FOMCと何もわからないパウエルFRB

 現在のバブルはウォール街がこれまでに見たことのないほど大きなものである。

 だからこそ、市場に敷かれているラグが引き抜かれる前に必ず起こる現在の分配段階(MMT)は、誰も見たことのないほど大きなものなのである。

 だが、この2年間の米国のMMTはインフレで終焉(しゅうえん)を迎えつつある。

 今朝のFOMC(米連邦公開市場委員会)はなんの内容もない会合だった。パウエルは何もわからないと言っているだけだ。「バランスシート圧縮で債券売却が必要になる」との観測もあったが、パウエルはバランスシートの圧縮にいつか着手する場合は、保有債券の売却ではなく、主に償還期日を迎えた債券への再投資を単に控えることによって実施することを示唆している。

 下のチャートを見れば、バランスシート圧縮で債券売却などできるわけがない。

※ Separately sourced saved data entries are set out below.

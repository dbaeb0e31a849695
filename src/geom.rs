#[cfg(test)]
#[path = "geom_test.rs"]
mod geom_test;

use serde::{Deserialize, Serialize};

/// A pointer position in client (viewport) coordinates.
#[derive(Debug, Clone, Copy, PartialEq, Default, Serialize, Deserialize)]
pub struct Point {
    pub x: f64,
    pub y: f64,
}

impl Point {
    #[must_use]
    pub fn new(x: f64, y: f64) -> Self {
        Self { x, y }
    }
}

/// An axis-aligned rectangle.
///
/// All four values share one coordinate space (typically pixels relative to
/// the target's offset parent). Width and height are never negative in values
/// produced by the engine, but may be while a computation is in flight.
#[derive(Debug, Clone, Copy, PartialEq, Default, Serialize, Deserialize)]
pub struct Rect {
    pub top: f64,
    pub left: f64,
    pub width: f64,
    pub height: f64,
}

impl Rect {
    /// The all-zero rectangle, used when no target element is bound.
    pub const ZERO: Self = Self { top: 0.0, left: 0.0, width: 0.0, height: 0.0 };

    #[must_use]
    pub fn new(top: f64, left: f64, width: f64, height: f64) -> Self {
        Self { top, left, width, height }
    }

    /// X coordinate of the right edge.
    #[must_use]
    pub fn right(&self) -> f64 {
        self.left + self.width
    }

    /// Y coordinate of the bottom edge.
    #[must_use]
    pub fn bottom(&self) -> f64 {
        self.top + self.height
    }

    /// Signed per-field difference `self - base`.
    #[must_use]
    pub fn difference(&self, base: &Rect) -> Rect {
        Rect {
            top: self.top - base.top,
            left: self.left - base.left,
            width: self.width - base.width,
            height: self.height - base.height,
        }
    }
}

すべての市場の下落は、FRB(米連邦準備制度理事会) のバランスシートの縮小または一時停止と一致しているように見えるからだ。それは実行中のプログラムであり、軌道上を走るだけである。

連銀・欧州中銀・日銀の総資産とS&P500の推移

出所:ゼロヘッジ

 中央銀行の介入によって資産価格が経済から切り離され、所有者層に有利になる範囲と期間には限界があるのか、それとも限界はないのか。もし限界がないのであれば、この資産バブルの電車道相場は永遠に続き、富の不平等は拡大し続け、自由市場での価格発見や創造的破壊の概念は、もはや市場や経済とは無関係になってしまう。

 限界があるとすれば、コントロールを失ったときには壊滅的な打撃を受け、より大きな平均への回帰が歴史的な崩壊をもたらすことになるだろう。

 はたして3月に0.25%や0.5%の利上げをしたところでインフレはおさまるのであろうか?0.25%の利上げを8回連続行ったところで、2%の金利にしかならない。インフレで失っている7%を相殺するために、2%の利息を得られても、実質金利はまだ▲5%なのである。インフレ率が7%であるにもかかわらず、10年物米国債は1.80%で取引されている。

 経済のファンダメンタルズがこのような極端な状態を正当化しているのか、それともFRBが育てた大量の流動性と途方もない量の投機の結果なのか?

エド・ヤルディーニの「戦慄のチャート」 米国長期金利 VS 消費者物価指数

出所:マーク・ファーバー博士の月刊マーケットレポート(パンローリング)

 株が大幅に下がってもFRBは連続利上げができるのだろうか? エバコアのジュリアン・エマニュエルは、「過去にFRBプットが行使されたまれなケースを分析すると、行使価格の平均はピークから底値までの下落率が23.8%だった」と指摘しており、現状に当てはめるとS&P500種指数で3,670に相当するという。株が下がれば、また金融緩和に逆戻りしたいところだが、インフレが収まらない限りそれもできない。

 パウエルは金融引き締め政策について全く話していない。FRBが話しているのは、やや緩やかな金融政策である。緩いというのは引き締めではない。FRBが言っているのは、インフレの火に注ぐガソリンの量を減らすということだ。それでも火は大きくなりそうだ。たとえゆっくり大きくなったとしても、大きくなることに変わりはない。

 結局、インフレが問題になっていても、FRBがそれに対してできることは何もない。しかし、彼らは、市場を落ち着かせるために、かなりのショーを行っている。それは、タイタニック号が沈むときのオーケストラの演奏を少しだけ思い出させる。